#### Task details
Find the word "parent" in the records and copy every line where it occurs.

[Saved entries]
=== Section Start ===

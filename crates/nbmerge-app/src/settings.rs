// Settings persistence: view geometry and behaviour knobs.
// Uses platform-native config dir: e.g. ~/Library/Application Support/nbmerge/settings.json
// on macOS, ~/.config/nbmerge/settings.json on Linux.

use std::path::{Path, PathBuf};

use nbmerge_view::ViewOptions;
use serde::{Deserialize, Serialize};

#[derive(Debug, Clone, PartialEq, Serialize, Deserialize)]
pub struct MergeViewSettings {
    /// Column width of one pane.
    #[serde(default = "default_pane_width")]
    pub pane_width: f32,
    #[serde(default = "default_item_height")]
    pub item_height: f32,
    /// Rows at the top of each output item that start a drag.
    #[serde(default = "default_handle_height")]
    pub handle_height: f32,
    #[serde(default = "default_pane_gap")]
    pub pane_gap: f32,
    /// Pointer travel before a press turns into a drag.
    #[serde(default = "default_drag_threshold")]
    pub drag_threshold: f32,
    #[serde(default)]
    pub expand_unchanged_outputs: bool,
}

fn default_pane_width() -> f32 {
    40.0
}

fn default_item_height() -> f32 {
    3.0
}

fn default_handle_height() -> f32 {
    1.0
}

fn default_pane_gap() -> f32 {
    1.0
}

fn default_drag_threshold() -> f32 {
    4.0
}

impl Default for MergeViewSettings {
    fn default() -> Self {
        Self {
            pane_width: default_pane_width(),
            item_height: default_item_height(),
            handle_height: default_handle_height(),
            pane_gap: default_pane_gap(),
            drag_threshold: default_drag_threshold(),
            expand_unchanged_outputs: false,
        }
    }
}

impl MergeViewSettings {
    pub fn view_options(&self) -> ViewOptions {
        ViewOptions {
            pane_width: self.pane_width,
            pane_gap: self.pane_gap,
            item_height: self.item_height,
            // Handle strip never exceeds the item.
            handle_height: self.handle_height.clamp(0.0, self.item_height),
            drag_threshold: self.drag_threshold,
            expand_unchanged_outputs: self.expand_unchanged_outputs,
        }
    }
}

pub fn settings_path() -> Option<PathBuf> {
    let config_dir = dirs::config_dir()?;
    Some(config_dir.join("nbmerge").join("settings.json"))
}

/// Load from the platform config dir, falling back to defaults.
pub fn load_settings() -> MergeViewSettings {
    match settings_path() {
        Some(path) => load_settings_from(&path),
        None => MergeViewSettings::default(),
    }
}

pub fn load_settings_from(path: &Path) -> MergeViewSettings {
    match std::fs::read_to_string(path) {
        Ok(data) => match serde_json::from_str(&data) {
            Ok(settings) => settings,
            Err(e) => {
                log::warn!("Failed to parse {}: {}", path.display(), e);
                MergeViewSettings::default()
            }
        },
        Err(e) if e.kind() == std::io::ErrorKind::NotFound => MergeViewSettings::default(),
        Err(e) => {
            log::warn!("Failed to read {}: {}", path.display(), e);
            MergeViewSettings::default()
        }
    }
}

pub fn save_settings(settings: &MergeViewSettings) {
    match settings_path() {
        Some(path) => save_settings_to(&path, settings),
        None => log::warn!("Cannot determine settings path"),
    }
}

pub fn save_settings_to(path: &Path, settings: &MergeViewSettings) {
    if let Some(parent) = path.parent() {
        if let Err(e) = std::fs::create_dir_all(parent) {
            log::error!("Failed to create config dir {}: {}", parent.display(), e);
            return;
        }
    }

    match serde_json::to_string_pretty(settings) {
        Ok(json) => {
            if let Err(e) = std::fs::write(path, json) {
                log::error!("Failed to write {}: {}", path.display(), e);
            }
        }
        Err(e) => {
            log::error!("Failed to serialize settings: {}", e);
        }
    }
}

#[cfg(test)]
mod tests {
    use super::*;

    #[test]
    fn missing_file_yields_defaults() {
        let dir = tempfile::tempdir().unwrap();
        let settings = load_settings_from(&dir.path().join("settings.json"));
        assert_eq!(settings, MergeViewSettings::default());
    }

    #[test]
    fn save_then_load_preserves_values() {
        let dir = tempfile::tempdir().unwrap();
        let path = dir.path().join("nested").join("settings.json");
        let settings = MergeViewSettings {
            pane_width: 30.0,
            expand_unchanged_outputs: true,
            ..MergeViewSettings::default()
        };
        save_settings_to(&path, &settings);
        assert_eq!(load_settings_from(&path), settings);
    }

    #[test]
    fn partial_file_fills_remaining_fields() {
        let dir = tempfile::tempdir().unwrap();
        let path = dir.path().join("settings.json");
        std::fs::write(&path, r#"{ "item_height": 5 }"#).unwrap();
        let settings = load_settings_from(&path);
        assert_eq!(settings.item_height, 5.0);
        assert_eq!(settings.pane_width, 40.0);
        assert_eq!(settings.drag_threshold, 4.0);
    }

    #[test]
    fn malformed_file_falls_back_to_defaults() {
        let dir = tempfile::tempdir().unwrap();
        let path = dir.path().join("settings.json");
        std::fs::write(&path, "{ not json").unwrap();
        assert_eq!(load_settings_from(&path), MergeViewSettings::default());
    }

    #[test]
    fn view_options_keep_handle_inside_item() {
        let settings = MergeViewSettings {
            item_height: 2.0,
            handle_height: 6.0,
            ..MergeViewSettings::default()
        };
        let options = settings.view_options();
        assert_eq!(options.handle_height, 2.0);
        assert_eq!(options.item_height, 2.0);
    }
}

=== Section End ===

#### Result for this exercise
    if let Some(parent) = path.parent() {
        if let Err(e) = std::fs::create_dir_all(parent) {
            log::error!("Failed to create config dir {}: {}", parent.display(), e);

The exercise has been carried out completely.